By Amanda Cooper
LONDON, Nov 27 (Reuters) - Stocks edged up on Thursday, while growing expectations for a Federal Reserve rate cut next month kept the dollar a touch softer against most currencies except the yen, which remained on intervention watch as traders weighed the prospect of a rate hike before year-end.
A holiday-shortened week has limited some of the activity across markets. Stocks have kept a largely upbeat tone and currencies are much more sedate as investors shrug off AI bubble worries that had roiled equities earlier in November.
The U.S. markets are closed for the Thanksgiving holiday on Thursday and will only have a short session on Friday.
"THE MARKET'S KRYPTONITE"
European markets opened modestly higher, with the STOXX 600 index .STOXX in positive territory, echoing the firmer tone across Asian equity markets overnight .MIAPJ0000PUS, as gains in defence and tech companies offset losses in healthcare stocks.
With a Fed rate cut largely seen as a near-certainty next month against the backdrop of an upbeat earnings season, the most likely direction for stocks is going to be upwards, analysts said.
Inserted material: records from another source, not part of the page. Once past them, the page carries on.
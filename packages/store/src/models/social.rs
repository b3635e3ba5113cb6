//! Social post models
//!
//! A post shares one playlist to the feed. Each playlist can be shared
//! at most once; deleting the playlist removes the post with it.

use chrono::{DateTime, Utc};
use serde::{Deserialize, Serialize};
use sqlx::FromRow;
use uuid::Uuid;

/// Shared playlist post from the social_posts table
#[derive(Debug, Clone, FromRow, Serialize)]
pub struct SocialPost {
    /// Unique post identifier
    pub id: Uuid,

    /// Optional caption written by the author
    pub caption: Option<String>,

    /// Post author
    pub user_id: Uuid,

    /// The playlist being shared (unique per playlist)
    pub playlist_id: Uuid,

    /// Creation timestamp
    pub created_at: DateTime<Utc>,

    /// Last caption edit timestamp
    pub updated_at: DateTime<Utc>,
}

/// Input for sharing a playlist
#[derive(Debug, Clone, Serialize, Deserialize)]
pub struct NewSocialPost {
    pub playlist_id: Uuid,
    pub caption: Option<String>,
}

/// Caption patch for an existing post; bumps updated_at
#[derive(Debug, Clone, Default, Serialize, Deserialize)]
pub struct UpdateSocialPost {
    pub caption: Option<String>,
}

/// Feed row: post plus author, playlist, and engagement context
#[derive(Debug, Clone, FromRow, Serialize)]
pub struct FeedPost {
    pub id: Uuid,
    pub caption: Option<String>,
    pub user_id: Uuid,
    pub playlist_id: Uuid,
    pub created_at: DateTime<Utc>,
    pub updated_at: DateTime<Utc>,

    /// Author display name
    pub author_name: Option<String>,

    /// Author avatar URL
    pub author_image: Option<String>,

    /// Name of the shared playlist
    pub playlist_name: String,

    /// Total likes on the post
    pub like_count: i64,

    /// Total comments on the post
    pub comment_count: i64,

    /// Whether the requesting viewer has liked the post
    pub viewer_has_liked: bool,
}

/// Like and comment totals for one post
#[derive(Debug, Clone, Default, FromRow, Serialize)]
pub struct PostEngagement {
    pub like_count: i64,
    pub comment_count: i64,
}

#[cfg(test)]
mod tests {
    use super::*;

    #[test]
    fn test_new_social_post_caption_optional() {
        let input: NewSocialPost = serde_json::from_str(
            r#"{"playlist_id": "6d1a0f76-3b56-4a3f-9b66-0573a01a2c1b"}"#,
        )
        .unwrap();
        assert!(input.caption.is_none());
    }

    #[test]
    fn test_post_engagement_default_is_zero() {
        let engagement = PostEngagement::default();
        assert_eq!(engagement.like_count, 0);
        assert_eq!(engagement.comment_count, 0);
    }
}
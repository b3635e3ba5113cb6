//! User account models

use chrono::{DateTime, Utc};
use serde::{Deserialize, Serialize};
use sqlx::FromRow;
use uuid::Uuid;

/// User account from the users table
#[derive(Debug, Clone, FromRow, Serialize)]
pub struct User {
    /// Unique user identifier
    pub id: Uuid,

    /// Display name, absent until the user picks one
    pub name: Option<String>,

    /// Email address (unique, stored lowercase)
    pub email: String,

    /// When the email was verified, if ever
    pub email_verified: Option<DateTime<Utc>>,

    /// URL to the user's avatar image
    pub image: Option<String>,
}

impl User {
    /// Whether the account has completed email verification
    pub fn is_verified(&self) -> bool {
        self.email_verified.is_some()
    }
}

/// Input for creating a user
#[derive(Debug, Clone, Serialize, Deserialize)]
pub struct NewUser {
    pub name: Option<String>,
    pub email: String,
    pub image: Option<String>,
}

impl NewUser {
    /// Create an input with just an email, the minimum a signup needs
    pub fn with_email(email: impl Into<String>) -> Self {
        Self {
            name: None,
            email: email.into(),
            image: None,
        }
    }
}

/// Patch for updating a user profile
///
/// `None` fields leave the stored value unchanged.
#[derive(Debug, Clone, Default, Serialize, Deserialize)]
pub struct UpdateUser {
    pub name: Option<String>,
    pub email: Option<String>,
    pub image: Option<String>,
}

impl UpdateUser {
    /// True when the patch would change nothing
    pub fn is_empty(&self) -> bool {
        self.name.is_none() && self.email.is_none() && self.image.is_none()
    }
}

/// Cross-table activity counts for a profile page
#[derive(Debug, Clone, FromRow, Serialize)]
pub struct UserProfileStats {
    /// Playlists the user owns
    pub playlist_count: i64,

    /// Playlists the user has shared to the feed
    pub post_count: i64,

    /// Users following this user
    pub follower_count: i64,

    /// Users this user follows
    pub following_count: i64,
}

#[cfg(test)]
mod tests {
    use super::*;

    #[test]
    fn test_is_verified() {
        let mut user = User {
            id: Uuid::new_v4(),
            name: Some("Test User".to_string()),
            email: "test@example.com".to_string(),
            email_verified: None,
            image: None,
        };
        assert!(!user.is_verified());

        user.email_verified = Some(Utc::now());
        assert!(user.is_verified());
    }

    #[test]
    fn test_new_user_with_email() {
        let input = NewUser::with_email("someone@example.com");
        assert_eq!(input.email, "someone@example.com");
        assert!(input.name.is_none());
        assert!(input.image.is_none());
    }

    #[test]
    fn test_update_user_is_empty() {
        assert!(UpdateUser::default().is_empty());

        let patch = UpdateUser {
            name: Some("New Name".to_string()),
            ..Default::default()
        };
        assert!(!patch.is_empty());
    }
}
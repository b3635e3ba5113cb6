//! Like repository
//!
//! One like per (user, post), enforced by a unique pair. `toggle` is
//! the tap-the-heart path; `counts_for_posts` is the bulk lookup feed
//! rendering uses so a page of posts costs one query, not N.

use sqlx::PgPool;
use uuid::Uuid;

use crate::error::StoreResult;
use crate::models::like::{Like, PostLikeCount};
use crate::models::user::User;
use crate::repositories::utils::{clamp_page, LIKE_COLUMNS};

/// Repository for like database operations
#[derive(Clone)]
pub struct LikeRepository {
    pool: PgPool,
}

impl LikeRepository {
    /// Create a new LikeRepository instance
    pub fn new(pool: PgPool) -> Self {
        Self { pool }
    }

    /// Like a post
    ///
    /// # Returns
    /// * `Ok(Like)` - The created like
    /// * `Err(StoreError::UniqueViolation)` - If the user already likes the post
    /// * `Err(StoreError::ForeignKeyViolation)` - If the user or post does not exist
    #[tracing::instrument(skip(self))]
    pub async fn like(&self, user_id: Uuid, post_id: Uuid) -> StoreResult<Like> {
        let like = sqlx::query_as::<_, Like>(&format!(
            r#"
            INSERT INTO likes (user_id, social_post_id)
            VALUES ($1, $2)
            RETURNING {}
            "#,
            LIKE_COLUMNS
        ))
        .bind(user_id)
        .bind(post_id)
        .fetch_one(&self.pool)
        .await?;

        Ok(like)
    }

    /// Remove a user's like from a post
    ///
    /// # Returns
    /// * `Ok(true)` - If the like existed and was removed
    /// * `Ok(false)` - If the user did not like the post
    #[tracing::instrument(skip(self))]
    pub async fn unlike(&self, user_id: Uuid, post_id: Uuid) -> StoreResult<bool> {
        let result =
            sqlx::query("DELETE FROM likes WHERE user_id = $1 AND social_post_id = $2")
                .bind(user_id)
                .bind(post_id)
                .execute(&self.pool)
                .await?;

        Ok(result.rows_affected() > 0)
    }

    /// Flip a user's like on a post
    ///
    /// Inserts with ON CONFLICT DO NOTHING; when the insert is a no-op
    /// the like already existed and is removed instead.
    ///
    /// # Returns
    /// * `Ok(true)` - The post is liked after the call
    /// * `Ok(false)` - The post is not liked after the call
    #[tracing::instrument(skip(self))]
    pub async fn toggle(&self, user_id: Uuid, post_id: Uuid) -> StoreResult<bool> {
        let inserted = sqlx::query(
            r#"
            INSERT INTO likes (user_id, social_post_id)
            VALUES ($1, $2)
            ON CONFLICT (user_id, social_post_id) DO NOTHING
            "#,
        )
        .bind(user_id)
        .bind(post_id)
        .execute(&self.pool)
        .await?;

        if inserted.rows_affected() > 0 {
            return Ok(true);
        }

        sqlx::query("DELETE FROM likes WHERE user_id = $1 AND social_post_id = $2")
            .bind(user_id)
            .bind(post_id)
            .execute(&self.pool)
            .await?;

        Ok(false)
    }

    /// Whether a user likes a post
    pub async fn is_liked(&self, user_id: Uuid, post_id: Uuid) -> StoreResult<bool> {
        let liked: bool = sqlx::query_scalar(
            "SELECT EXISTS (SELECT 1 FROM likes WHERE user_id = $1 AND social_post_id = $2)",
        )
        .bind(user_id)
        .bind(post_id)
        .fetch_one(&self.pool)
        .await?;

        Ok(liked)
    }

    /// Number of likes on a post
    pub async fn count_for_post(&self, post_id: Uuid) -> StoreResult<i64> {
        let count: i64 = sqlx::query_scalar("SELECT COUNT(*) FROM likes WHERE social_post_id = $1")
            .bind(post_id)
            .fetch_one(&self.pool)
            .await?;

        Ok(count)
    }

    /// Like counts for a batch of posts
    ///
    /// Posts with no likes are absent from the result. An empty input
    /// returns an empty vec without touching the database.
    pub async fn counts_for_posts(&self, post_ids: &[Uuid]) -> StoreResult<Vec<PostLikeCount>> {
        if post_ids.is_empty() {
            return Ok(Vec::new());
        }

        let counts = sqlx::query_as::<_, PostLikeCount>(
            r#"
            SELECT social_post_id, COUNT(*) AS like_count
            FROM likes
            WHERE social_post_id = ANY($1)
            GROUP BY social_post_id
            "#,
        )
        .bind(post_ids)
        .fetch_all(&self.pool)
        .await?;

        Ok(counts)
    }

    /// Users who like a post
    ///
    /// Likes carry no timestamp, so the list is ordered by user name
    /// for a stable render.
    pub async fn likers(&self, post_id: Uuid, limit: i64) -> StoreResult<Vec<User>> {
        let (limit, _) = clamp_page(limit, 0)?;

        let likers = sqlx::query_as::<_, User>(
            r#"
            SELECT u.id, u.name, u.email, u.email_verified, u.image
            FROM likes l
            JOIN users u ON u.id = l.user_id
            WHERE l.social_post_id = $1
            ORDER BY u.name ASC NULLS LAST, u.email ASC
            LIMIT $2
            "#,
        )
        .bind(post_id)
        .bind(limit)
        .fetch_all(&self.pool)
        .await?;

        Ok(likers)
    }
}
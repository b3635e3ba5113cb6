//! OAuth provider account models
//!
//! One row per (provider, provider_account_id) pair. A user can link
//! several providers; sign-in resolves the provider pair to a user.

use serde::{Deserialize, Serialize};
use sqlx::FromRow;
use uuid::Uuid;

/// Linked provider account from the accounts table
#[derive(Debug, Clone, FromRow, Serialize)]
pub struct Account {
    /// Unique account identifier
    pub id: Uuid,

    /// Owning user
    pub user_id: Uuid,

    /// Account category as the provider reports it ("oauth", "email")
    #[sqlx(rename = "type")]
    #[serde(rename = "type")]
    pub kind: String,

    /// Provider name (e.g. "spotify", "google")
    pub provider: String,

    /// User identifier on the provider's side
    pub provider_account_id: String,

    /// OAuth refresh token, when the provider issues one
    pub refresh_token: Option<String>,

    /// OAuth access token
    pub access_token: Option<String>,

    /// Access token expiry as Unix epoch seconds
    pub expires_at: Option<i64>,

    /// Token type reported by the provider (usually "Bearer")
    pub token_type: Option<String>,

    /// Granted OAuth scopes
    pub scope: Option<String>,

    /// OpenID Connect ID token
    pub id_token: Option<String>,

    /// Provider session state, used by some OAuth flows
    pub session_state: Option<String>,
}

/// Input for linking a provider account to a user
#[derive(Debug, Clone, Serialize, Deserialize)]
pub struct NewAccount {
    pub user_id: Uuid,
    #[serde(rename = "type")]
    pub kind: String,
    pub provider: String,
    pub provider_account_id: String,
    pub refresh_token: Option<String>,
    pub access_token: Option<String>,
    pub expires_at: Option<i64>,
    pub token_type: Option<String>,
    pub scope: Option<String>,
    pub id_token: Option<String>,
    pub session_state: Option<String>,
}

impl NewAccount {
    /// Minimal OAuth link input; token fields can be filled in afterwards
    pub fn oauth(
        user_id: Uuid,
        provider: impl Into<String>,
        provider_account_id: impl Into<String>,
    ) -> Self {
        Self {
            user_id,
            kind: "oauth".to_string(),
            provider: provider.into(),
            provider_account_id: provider_account_id.into(),
            refresh_token: None,
            access_token: None,
            expires_at: None,
            token_type: None,
            scope: None,
            id_token: None,
            session_state: None,
        }
    }
}

/// Token fields replaced wholesale on refresh
///
/// Refresh responses are authoritative, so absent fields clear the stored
/// value instead of keeping a stale one.
#[derive(Debug, Clone, Default, Serialize, Deserialize)]
pub struct UpdateAccountTokens {
    pub refresh_token: Option<String>,
    pub access_token: Option<String>,
    pub expires_at: Option<i64>,
    pub token_type: Option<String>,
    pub scope: Option<String>,
    pub id_token: Option<String>,
    pub session_state: Option<String>,
}

/// Linked-account tally per provider
#[derive(Debug, Clone, FromRow, Serialize)]
pub struct ProviderCount {
    pub provider: String,
    pub account_count: i64,
}

#[cfg(test)]
mod tests {
    use super::*;

    #[test]
    fn test_new_account_oauth() {
        let input = NewAccount::oauth(Uuid::new_v4(), "spotify", "spotify-user-1");
        assert_eq!(input.kind, "oauth");
        assert_eq!(input.provider, "spotify");
        assert!(input.access_token.is_none());
    }

    #[test]
    fn test_account_serializes_kind_as_type() {
        let input = NewAccount::oauth(Uuid::new_v4(), "google", "g-123");
        let json = serde_json::to_value(&input).unwrap();
        assert_eq!(json["type"], "oauth");
        assert!(json.get("kind").is_none());
    }
}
"As long as your main engine is going nicely, then a lot of the worries about valuations just get pushed up to the back foot for the time being, until something else comes along," IG chief markets strategist Chris Beauchamp said.
He added that the most likely catalyst to derail a rally would come in the form of renewed concern over spending on AI, as has been the case for weeks.
"That is the market's kryptonite at the moment," he said.
The dollar, meanwhile, headed for its first daily rise against a basket of currencies in a week =USD, up a modest 0.1%, due mainly to weakness in the euro and the pound.
Sterling GBP= retreated from near four-week highs hit on Wednesday after UK finance minister Rachel Reeves' budget helped alleviate some concern about Britain's long-term finances. The pound was last down 0.15% on the day at $1.3222.
DATA GAP CAN'T TEMPER RATE CUT EXPECTATIONS
U.S. macro data is flowing again since the record 43-day government shutdown ended mid-November, although most of the reports so far have been fairly out of date and offered very little insight into the current state of the economy.
This has left investors leaning more heavily on comments from Fed officials for some guidance on where interest rates might go in the coming months. A number of speakers in the last week, including San Francisco Federal Reserve Bank President Mary Daly and Fed Governor Christopher Waller, have boosted expectations for a December rate cut.
Traders are now pricing in an 85% chance of a rate cut next month compared with just 30% a week earlier, CME FedWatch showed.
George Boubouras, managing director of K2 Asset Management, said there is enough labour market weakness to offset higher inflation, which the Fed has signalled it can tolerate for now.
"While core inflation is above target, the U.S. 10-year breakeven inflation rate US10YTIP=TWEB around 2.25% suggests that markets are broadly comfortable inflation expectations remain reasonable."
ROUND-THE-CLOCK YEN VIGILANCE
In the currency market, the Japanese yen JPY= was in the spotlight, having strengthened to 156.36 per dollar from nearly 158 a week ago. Investors are watching for possible intervention from Tokyo after weeks of verbal jawboning from authorities to stem the currency's relentless slide.
Prime Minister Sanae Takaichi ruled out on Wednesday the possibility that Japan could face a British-style "Truss moment", or loss of market confidence stemming from her administration's spending plans .
Sources told Reuters that the BOJ is preparing markets for a possible rate hike as soon as next month as it may take a more consistent rate hike path to alter the trajectory of the currency.
Bitcoin BTC= rose back above $90,000 on Thursday, on track to snap a four-week losing streak with a nearly 3% gain. Gold XAU= eased 0.15% to $4,157 an ounce, having gained 0.8% in the previous session.